In March, Goodbye, Dragon Inn launched while the lights were still out in U.S. cinemas. Instead of the majestic screenings of Tsai’s recently restored film with which we’d envisioned launching the book, Nick—avoiding an abject Zoom launch—held a COVID-safe event at East Village’s Mast Books with a maximum of eight people present at any one time. Fortunately, by the release of Erika’s book in June, U.S. cinemas were starting to reopen, and we were touched that many people reached out to help make things happen when we couldn’t. We’re so grateful to Light Industry and Acropolis Cinema, who organized screenings in New York and Los Angeles—though we’ll admit it was strange to see events around the world happening without us. In Melbourne, which has cycled in and out of lockdowns all year, the Ten Skies screening at ACMI was postponed twice before the print had to be shipped to New York and thus, heartbreakingly, was never shown in Australia. (This print from the Arsenal cinematheque in Berlin has traveled more than any of us could dream of in 2021: after N.Y., it flew back to Berlin for a screening at HKW, continued on to London’s Open City Documentary Festival, and soon will be off to Porto/Post/Doc in Portugal.)

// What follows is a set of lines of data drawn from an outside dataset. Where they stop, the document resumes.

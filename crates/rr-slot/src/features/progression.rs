//! Energy meter, frenzy mode and the free-spin backlog
//!
//! ```text
//!            energy ≥ cap (non-frenzy spin)
//!   Normal ──────────────────────────────────▶ Frenzy
//!     ▲                                          │
//!     └──────── last frenzy spin consumed ───────┘
//! ```
//!
//! The free-spin backlog is orthogonal and can be non-zero in either state.

use serde::{Deserialize, Serialize};

use rr_stage::FundingSource;

/// Progression tuning
#[derive(Debug, Clone, Copy, PartialEq, Eq, Serialize, Deserialize)]
#[serde(default)]
pub struct ProgressionConfig {
    /// Energy at which frenzy triggers
    pub energy_cap: u32,
    /// Frenzy spins granted per trigger
    pub frenzy_spins_per_trigger: u32,
}

impl Default for ProgressionConfig {
    fn default() -> Self {
        Self {
            energy_cap: 42,
            frenzy_spins_per_trigger: 5,
        }
    }
}

#[derive(Debug, Clone, Copy, PartialEq, Eq, Hash, Serialize, Deserialize)]
#[serde(rename_all = "snake_case")]
pub enum ProgressionMode {
    Normal,
    Frenzy,
}

/// What applying a spin's energy did to the meter
#[derive(Debug, Clone, Copy, PartialEq, Eq, Default)]
pub struct EnergyUpdate {
    /// Energy actually added (0 for frenzy spins)
    pub delta: u32,
    /// Frenzy spins granted, non-zero only when the meter filled
    pub frenzy_spins_granted: u32,
}

impl EnergyUpdate {
    pub fn triggered(&self) -> bool {
        self.frenzy_spins_granted > 0
    }
}

/// Session-scoped progression state
#[derive(Debug, Clone, PartialEq, Eq, Serialize, Deserialize)]
pub struct ProgressionState {
    pub energy: u32,
    pub frenzy_active: bool,
    pub frenzy_spins_remaining: u32,
    pub free_spins_remaining: u32,
    /// Supplied by the engine config, never saved
    #[serde(skip)]
    config: ProgressionConfig,
}

impl ProgressionState {
    pub fn new() -> Self {
        Self::with_config(ProgressionConfig::default())
    }

    pub fn with_config(config: ProgressionConfig) -> Self {
        Self {
            energy: 0,
            frenzy_active: false,
            frenzy_spins_remaining: 0,
            free_spins_remaining: 0,
            config,
        }
    }

    pub fn config(&self) -> &ProgressionConfig {
        &self.config
    }

    /// Same meters under another cap and frenzy allotment
    pub fn reconfigured(mut self, config: ProgressionConfig) -> Self {
        self.config = config;
        self
    }

    pub fn mode(&self) -> ProgressionMode {
        if self.frenzy_active {
            ProgressionMode::Frenzy
        } else {
            ProgressionMode::Normal
        }
    }

    /// Any free spin, frenzy spin or frenzy flag outstanding
    pub fn has_pending_feature(&self) -> bool {
        self.frenzy_active || self.frenzy_spins_remaining > 0 || self.free_spins_remaining > 0
    }

    // ═══════════════════════════════════════════════════════════════════════
    // FUNDING
    // ═══════════════════════════════════════════════════════════════════════

    /// Funding the next spin would use: free spins first, then frenzy, then cash
    pub fn next_funding(&self) -> FundingSource {
        if self.free_spins_remaining > 0 {
            FundingSource::FreeSpin
        } else if self.frenzy_spins_remaining > 0 {
            FundingSource::FrenzySpin
        } else {
            FundingSource::Cash
        }
    }

    /// Use up one spin of the given kind
    pub fn consume(&mut self, funding: FundingSource) {
        match funding {
            FundingSource::FreeSpin => {
                self.free_spins_remaining = self.free_spins_remaining.saturating_sub(1)
            }
            FundingSource::FrenzySpin => {
                self.frenzy_spins_remaining = self.frenzy_spins_remaining.saturating_sub(1)
            }
            FundingSource::Cash => {}
        }
    }

    /// A spin counts as frenzy when frenzy is active or it was frenzy-funded
    pub fn is_frenzy_spin(&self, funding: FundingSource) -> bool {
        self.frenzy_active || funding == FundingSource::FrenzySpin
    }

    // ═══════════════════════════════════════════════════════════════════════
    // TRANSITIONS
    // ═══════════════════════════════════════════════════════════════════════

    /// Add line energy from a non-frenzy spin, triggering frenzy at the cap
    pub fn apply_energy(&mut self, gain: u32, frenzy_spin: bool) -> EnergyUpdate {
        if frenzy_spin {
            return EnergyUpdate::default();
        }

        let total = self.energy + gain;
        if total >= self.config.energy_cap {
            self.energy = 0;
            self.frenzy_active = true;
            self.frenzy_spins_remaining += self.config.frenzy_spins_per_trigger;
            log::info!(
                "Energy core full ({}), frenzy for {} spins",
                total,
                self.config.frenzy_spins_per_trigger
            );
            EnergyUpdate {
                delta: gain,
                frenzy_spins_granted: self.config.frenzy_spins_per_trigger,
            }
        } else {
            self.energy = total;
            EnergyUpdate {
                delta: gain,
                frenzy_spins_granted: 0,
            }
        }
    }

    /// Close frenzy once a frenzy-funded spin used the last allotment.
    /// Returns true when frenzy ended.
    pub fn finish_spin(&mut self, funding: FundingSource) -> bool {
        if funding == FundingSource::FrenzySpin
            && self.frenzy_spins_remaining == 0
            && self.frenzy_active
        {
            self.frenzy_active = false;
            return true;
        }
        false
    }

    pub fn grant_free_spins(&mut self, count: u32) {
        self.free_spins_remaining += count;
    }

    /// Restore invariants after loading: energy below cap, frenzy flag
    /// consistent with the frenzy allotment
    pub fn sanitized(mut self) -> Self {
        if self.energy >= self.config.energy_cap {
            log::warn!(
                "Energy {} at or above cap {}, reset",
                self.energy,
                self.config.energy_cap
            );
            self.energy = 0;
        }
        if self.frenzy_active && self.frenzy_spins_remaining == 0 {
            self.frenzy_active = false;
        }
        self
    }
}

impl Default for ProgressionState {
    fn default() -> Self {
        Self::new()
    }
}
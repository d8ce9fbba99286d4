//! # rr-slot — RadReels reward engine
//!
//! A 5×3 wasteland slot: weighted symbol draw, ten fixed paylines with wild
//! substitution, progressive jackpots, an energy meter that fills into
//! Frenzy, free spins from scatters and a paced column reveal that can be
//! skipped without changing what was won.
//!
//! ## Features
//!
//! - **Weighted draw**: normal and VIP tables, frenzy boost, bet-gated scatters
//! - **Paylines**: left-anchored runs of 3–5, wilds gated by bet, jackpot tiers
//! - **Jackpots**: three progressive pots fed by every cash bet
//! - **Progression**: energy meter, Frenzy mode, free spins
//! - **Reveal**: Normal, Turbo and Instant profiles, teaser hold on the last reel
//! - **Stages**: every step reported as an `rr_stage::StageEvent`
//!
//! ## Architecture
//!
//! ```text
//! SlotMachine<L: Ledger>
//!     │
//!     ├── SessionState (JackpotPool + ProgressionState)
//!     ├── SpinResolver
//!     │     ├── WeightedSymbolPool → GridGenerator → Grid
//!     │     ├── PaylineEvaluator   → EvaluationResult
//!     │     └── PayoutCalculator   → Payout
//!     │           │
//!     │           v
//!     │     SpinOutcome
//!     │
//!     └── SpinSequencer (RevealQueue, Clock) → Vec<StageEvent> → Ledger
//! ```

pub mod config;
pub mod engine;
pub mod error;
pub mod features;
pub mod grid;
pub mod ledger;
pub mod payout;
pub mod paytable;
pub mod sequencer;
pub mod spin;
pub mod symbols;
pub mod timing;

pub use config::*;
pub use engine::*;
pub use error::{ConfigError, SlotError, SlotResult};
pub use features::*;
pub use grid::*;
pub use ledger::*;
pub use payout::*;
pub use paytable::*;
pub use sequencer::*;
pub use spin::*;
pub use symbols::*;
pub use timing::*;
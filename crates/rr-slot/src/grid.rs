//! The 3×5 symbol grid and its generator

use std::fmt;
use std::ops::RangeInclusive;

use rand::Rng;
use serde::{Deserialize, Serialize};

use crate::symbols::{Symbol, WeightedSymbolPool};

pub const ROWS: usize = 3;
pub const COLS: usize = 5;

/// Grid coordinate
#[derive(Debug, Clone, Copy, PartialEq, Eq, Hash, PartialOrd, Ord, Serialize, Deserialize)]
pub struct Cell {
    pub row: u8,
    pub col: u8,
}

impl Cell {
    pub const fn new(row: u8, col: u8) -> Self {
        Self { row, col }
    }
}

/// Immutable symbol grid, indexed `[row][col]`
#[derive(Debug, Clone, PartialEq, Eq, Serialize, Deserialize)]
pub struct Grid {
    rows: [[Symbol; COLS]; ROWS],
}

impl Grid {
    pub fn from_rows(rows: [[Symbol; COLS]; ROWS]) -> Self {
        Self { rows }
    }

    /// Grid filled with a single symbol
    pub fn filled(symbol: Symbol) -> Self {
        Self {
            rows: [[symbol; COLS]; ROWS],
        }
    }

    /// Copy with one cell replaced
    pub fn with_cell(mut self, row: usize, col: usize, symbol: Symbol) -> Self {
        self.rows[row][col] = symbol;
        self
    }

    pub fn get(&self, row: usize, col: usize) -> Symbol {
        self.rows[row][col]
    }

    pub fn at(&self, cell: Cell) -> Symbol {
        self.rows[cell.row as usize][cell.col as usize]
    }

    pub fn rows(&self) -> &[[Symbol; COLS]; ROWS] {
        &self.rows
    }

    /// Symbols of one column, top to bottom
    pub fn column(&self, col: usize) -> [Symbol; ROWS] {
        [self.rows[0][col], self.rows[1][col], self.rows[2][col]]
    }

    /// Occurrences of a symbol anywhere on the grid
    pub fn count(&self, symbol: Symbol) -> usize {
        self.rows
            .iter()
            .flat_map(|row| row.iter())
            .filter(|s| **s == symbol)
            .count()
    }

    /// Occurrences of a symbol within a column range
    pub fn count_in_columns(&self, symbol: Symbol, cols: RangeInclusive<usize>) -> usize {
        cols.map(|c| self.column(c).iter().filter(|s| **s == symbol).count())
            .sum()
    }
}

impl fmt::Display for Grid {
    fn fmt(&self, f: &mut fmt::Formatter<'_>) -> fmt::Result {
        for (i, row) in self.rows.iter().enumerate() {
            if i > 0 {
                writeln!(f)?;
            }
            let codes: Vec<&str> = row.iter().map(Symbol::code).collect();
            write!(f, "{}", codes.join(" "))?;
        }
        Ok(())
    }
}

/// Draws grids from a weighted pool
///
/// Cells are independent draws, taken row-major so a seeded RNG always
/// reproduces the same grid.
#[derive(Debug, Clone, Copy, Default)]
pub struct GridGenerator;

impl GridGenerator {
    pub fn generate<R: Rng + ?Sized>(pool: &WeightedSymbolPool, rng: &mut R) -> Grid {
        let mut rows = [[Symbol::Wrench; COLS]; ROWS];
        for row in rows.iter_mut() {
            for cell in row.iter_mut() {
                *cell = pool.sample(rng);
            }
        }
        Grid { rows }
    }
}
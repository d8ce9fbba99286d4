//! Spin context and the immutable spin outcome

use std::collections::BTreeSet;

use serde::{Deserialize, Serialize};

use rr_stage::{FundingSource, JackpotTier, Stage};

use crate::grid::{Cell, Grid};
use crate::paytable::LineWin;

/// What a spin is played with
#[derive(Debug, Clone, Copy, PartialEq, Eq, Serialize, Deserialize)]
pub struct SpinContext {
    pub bet_amount: i64,
    pub vip_mode: bool,
    pub funded_by: FundingSource,
}

impl SpinContext {
    pub fn new(bet_amount: i64, vip_mode: bool, funded_by: FundingSource) -> Self {
        Self {
            bet_amount,
            vip_mode,
            funded_by,
        }
    }

    /// Per-line stake: a tenth of the bet
    pub fn line_bet(&self) -> f64 {
        self.bet_amount as f64 / 10.0
    }
}

/// Jackpot win info
#[derive(Debug, Clone, Copy, PartialEq, Eq, Serialize, Deserialize)]
pub struct JackpotWin {
    pub tier: JackpotTier,
    pub amount: i64,
}

/// Everything a spin produced
///
/// Computed in full before the reveal starts and never mutated afterwards.
#[derive(Debug, Clone, PartialEq, Serialize, Deserialize)]
pub struct SpinOutcome {
    pub spin_id: String,
    pub context: SpinContext,
    pub grid: Grid,
    pub line_wins: Vec<LineWin>,
    pub winning_cells: BTreeSet<Cell>,
    /// Sum of line multipliers
    pub total_multiplier: u32,
    pub frenzy_multiplier: f64,
    /// Payline part of the award
    pub line_award: i64,
    /// Line award plus any jackpot
    pub currency_award: i64,
    pub jackpot_awarded: Option<JackpotWin>,
    pub scatter_count: u8,
    pub free_spins_granted: u32,
    /// Energy added to the meter by this spin (0 in frenzy)
    pub energy_delta: u32,
    pub frenzy_triggered: bool,
    /// Frenzy spins granted when it triggered
    #[serde(default)]
    pub frenzy_spins_granted: u32,
    /// This spin used the last frenzy spin
    #[serde(default)]
    pub frenzy_ended: bool,
    pub teaser_signal: bool,
    pub morale_delta: i32,
    /// A bonus-box round follows the reveal
    #[serde(default)]
    pub bonus_offered: bool,
}

impl SpinOutcome {
    pub fn is_win(&self) -> bool {
        self.currency_award > 0
    }

    pub fn winning_line_count(&self) -> usize {
        self.line_wins.len()
    }

    pub fn jackpot_tier(&self) -> Option<JackpotTier> {
        self.jackpot_awarded.map(|j| j.tier)
    }

    /// Stages announced when the outcome is settled, in order
    pub fn settlement_stages(&self) -> Vec<Stage> {
        let mut stages = Vec::new();

        if self.is_win() {
            stages.push(Stage::WinPresent {
                win_amount: self.currency_award,
                line_count: self.line_wins.len() as u8,
            });
        } else {
            stages.push(Stage::NoWin);
        }

        if let Some(jackpot) = self.jackpot_awarded {
            stages.push(Stage::JackpotWon {
                tier: jackpot.tier,
                amount: jackpot.amount,
            });
        }

        if self.free_spins_granted > 0 {
            stages.push(Stage::FreeSpinsAwarded {
                count: self.free_spins_granted,
                scatter_count: self.scatter_count,
            });
        }

        if self.frenzy_triggered {
            stages.push(Stage::FrenzyTriggered {
                spins: self.frenzy_spins_granted,
            });
        }

        if self.frenzy_ended {
            stages.push(Stage::FrenzyEnd);
        }

        if self.morale_delta != 0 {
            stages.push(Stage::MoraleChange {
                delta: self.morale_delta,
            });
        }

        stages
    }
}
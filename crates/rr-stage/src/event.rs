//! StageEvent — One stage on a spin timeline
//!
//! Wraps a Stage with its time offset within the spin and the spin it belongs to.

use serde::{Deserialize, Serialize};

use crate::stage::Stage;

/// A stage event with metadata
#[derive(Debug, Clone, PartialEq, Serialize, Deserialize)]
pub struct StageEvent {
    /// The stage
    pub stage: Stage,

    /// Milliseconds since the spin was accepted
    pub timestamp_ms: f64,

    /// Spin this event belongs to
    #[serde(default)]
    pub spin_id: Option<String>,

    /// Free-form labels, e.g. `skipped`
    #[serde(default)]
    pub tags: Vec<String>,
}

impl StageEvent {
    pub fn new(stage: Stage, timestamp_ms: f64) -> Self {
        Self {
            stage,
            timestamp_ms,
            spin_id: None,
            tags: Vec::new(),
        }
    }

    /// Attach the owning spin id
    pub fn with_spin(mut self, spin_id: impl Into<String>) -> Self {
        self.spin_id = Some(spin_id.into());
        self
    }

    /// Add a tag
    pub fn with_tag(mut self, tag: impl Into<String>) -> Self {
        self.tags.push(tag.into());
        self
    }

    pub fn type_name(&self) -> &'static str {
        self.stage.type_name()
    }

    /// Human-readable line for log sinks
    pub fn describe(&self) -> String {
        self.stage.to_string()
    }
}
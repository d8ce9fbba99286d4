//! Progressive jackpot pools
//!
//! Three pots fed by cash wagers. A pot never drops below its base value and
//! returns to exactly that base when it is won.

use serde::{Deserialize, Serialize};

use rr_stage::JackpotTier;

use crate::spin::JackpotWin;

/// Jackpot tier configuration
#[derive(Debug, Clone, Copy, PartialEq, Serialize, Deserialize)]
pub struct JackpotTierConfig {
    /// Value the pot starts at and resets to
    pub base: i64,
    /// Share of each cash bet added to the pot (floored)
    pub contribution_rate: f64,
}

impl JackpotTierConfig {
    pub fn mini() -> Self {
        Self {
            base: 2000,
            contribution_rate: 0.05,
        }
    }

    pub fn major() -> Self {
        Self {
            base: 8000,
            contribution_rate: 0.03,
        }
    }

    pub fn grand() -> Self {
        Self {
            base: 20000,
            contribution_rate: 0.02,
        }
    }
}

/// Jackpot system configuration
#[derive(Debug, Clone, Copy, PartialEq, Serialize, Deserialize)]
#[serde(default)]
pub struct JackpotConfig {
    pub mini: JackpotTierConfig,
    pub major: JackpotTierConfig,
    pub grand: JackpotTierConfig,
}

impl Default for JackpotConfig {
    fn default() -> Self {
        Self {
            mini: JackpotTierConfig::mini(),
            major: JackpotTierConfig::major(),
            grand: JackpotTierConfig::grand(),
        }
    }
}

impl JackpotConfig {
    pub fn tier(&self, tier: JackpotTier) -> &JackpotTierConfig {
        match tier {
            JackpotTier::Mini => &self.mini,
            JackpotTier::Major => &self.major,
            JackpotTier::Grand => &self.grand,
        }
    }
}

/// The three progressive pots of a session
#[derive(Debug, Clone, PartialEq, Serialize, Deserialize)]
pub struct JackpotPool {
    /// Supplied by the engine config, never saved
    #[serde(skip)]
    config: JackpotConfig,
    values: [i64; 3],
    #[serde(default)]
    total_contributions: i64,
}

impl JackpotPool {
    pub fn new() -> Self {
        Self::with_config(JackpotConfig::default())
    }

    pub fn with_config(config: JackpotConfig) -> Self {
        let values = JackpotTier::ALL.map(|t| config.tier(t).base);
        Self {
            config,
            values,
            total_contributions: 0,
        }
    }

    pub fn config(&self) -> &JackpotConfig {
        &self.config
    }

    /// Same pot values under another tier configuration
    pub fn reconfigured(mut self, config: JackpotConfig) -> Self {
        self.config = config;
        self
    }

    /// Current value of a pot
    pub fn value(&self, tier: JackpotTier) -> i64 {
        self.values[tier.index()]
    }

    pub fn base(&self, tier: JackpotTier) -> i64 {
        self.config.tier(tier).base
    }

    pub fn total_contributions(&self) -> i64 {
        self.total_contributions
    }

    // ═══════════════════════════════════════════════════════════════════════
    // ACCRUAL / AWARD
    // ═══════════════════════════════════════════════════════════════════════

    /// Feed every pot from a cash bet; returns the amount added
    pub fn accrue(&mut self, bet: i64) -> i64 {
        let mut added = 0;
        for tier in JackpotTier::ALL {
            let rate = self.config.tier(tier).contribution_rate;
            let contribution = (bet as f64 * rate).floor().max(0.0) as i64;
            self.values[tier.index()] += contribution;
            added += contribution;
        }
        self.total_contributions += added;
        added
    }

    /// Pay out a pot and reset it to its base
    pub fn award(&mut self, tier: JackpotTier) -> JackpotWin {
        let amount = self.values[tier.index()];
        self.values[tier.index()] = self.base(tier);
        log::info!("{} jackpot awarded: {}", tier, amount);
        JackpotWin { tier, amount }
    }

    /// Raise any pot below its base back to the base
    pub fn sanitized(mut self) -> Self {
        for tier in JackpotTier::ALL {
            let base = self.base(tier);
            let value = &mut self.values[tier.index()];
            if *value < base {
                log::warn!("{} jackpot below base ({} < {}), clamped", tier, *value, base);
                *value = base;
            }
        }
        self
    }
}

impl Default for JackpotPool {
    fn default() -> Self {
        Self::new()
    }
}

#[cfg(test)]
mod tests {
    use super::*;

    #[test]
    fn test_pools_start_at_base() {
        let pool = JackpotPool::new();
        assert_eq!(pool.value(JackpotTier::Mini), 2000);
        assert_eq!(pool.value(JackpotTier::Major), 8000);
        assert_eq!(pool.value(JackpotTier::Grand), 20000);
    }

    #[test]
    fn test_accrue_floors_each_share() {
        let mut pool = JackpotPool::new();
        let added = pool.accrue(50);
        // 2.5 → 2, 1.5 → 1, 1.0 → 1
        assert_eq!(added, 4);
        assert_eq!(pool.value(JackpotTier::Mini), 2002);
        assert_eq!(pool.value(JackpotTier::Major), 8001);
        assert_eq!(pool.value(JackpotTier::Grand), 20001);

        pool.accrue(10);
        assert_eq!(pool.value(JackpotTier::Major), 8001);
        assert_eq!(pool.total_contributions(), 4);
    }

    #[test]
    fn test_award_resets_to_base() {
        let mut pool = JackpotPool::new();
        for _ in 0..10 {
            pool.accrue(500);
        }
        assert_eq!(pool.value(JackpotTier::Mini), 2250);
        let win = pool.award(JackpotTier::Mini);
        assert_eq!(win.amount, 2250);
        assert_eq!(win.tier, JackpotTier::Mini);
        assert_eq!(pool.value(JackpotTier::Mini), 2000);
        // others untouched
        assert_eq!(pool.value(JackpotTier::Grand), 20100);
    }

    #[test]
    fn test_values_never_below_base() {
        let mut pool = JackpotPool::new();
        for bet in [0, 1, 7, 10, 55, 5000] {
            pool.accrue(bet);
            for tier in JackpotTier::ALL {
                assert!(pool.value(tier) >= pool.base(tier));
            }
        }
        for tier in JackpotTier::ALL {
            pool.award(tier);
            assert_eq!(pool.value(tier), pool.base(tier));
        }
    }

    #[test]
    fn test_sanitized_restores_invariant() {
        let json = r#"{"values":[10,9000,0]}"#;
        let pool: JackpotPool = serde_json::from_str(json).unwrap();
        let pool = pool.sanitized();
        assert_eq!(pool.value(JackpotTier::Mini), 2000);
        assert_eq!(pool.value(JackpotTier::Major), 9000);
        assert_eq!(pool.value(JackpotTier::Grand), 20000);
    }

    #[test]
    fn test_config_not_saved() {
        let mut config = JackpotConfig::default();
        config.mini.base = 5000;
        let pool = JackpotPool::with_config(config);
        let json = serde_json::to_string(&pool).unwrap();
        assert!(!json.contains("contribution_rate"));

        let restored: JackpotPool = serde_json::from_str(&json).unwrap();
        let restored = restored.reconfigured(config).sanitized();
        assert_eq!(restored.base(JackpotTier::Mini), 5000);
        assert_eq!(restored, pool);
    }
}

Despite the frustrations and obstacle course-like experience of the last year and a half, we’d be lying if we said the extra months imposed on us weren’t, at least in some respects, a blessing in disguise. Our original timeline for Memoria turned out to be absurdly, foolishly tight. Thanks to the elaborate, 76-page collage that James concocted from the mass of research material Apichatpong shared with us, the book took over a year to finish—we barely managed to go to print in time for this year’s Cannes. But the film did finally premiere, the book’s now in stores and the third Decadent Editions title, Melissa Anderson’s Inland Empire, will soon hit shelves. In addition to three publications, thanks to a global cinephile community we can also look back at a world tour and sold-out houses for a film that is literally 100 wordless minutes of sky. It seems cinema is, once again, sticking it to the doomsayers.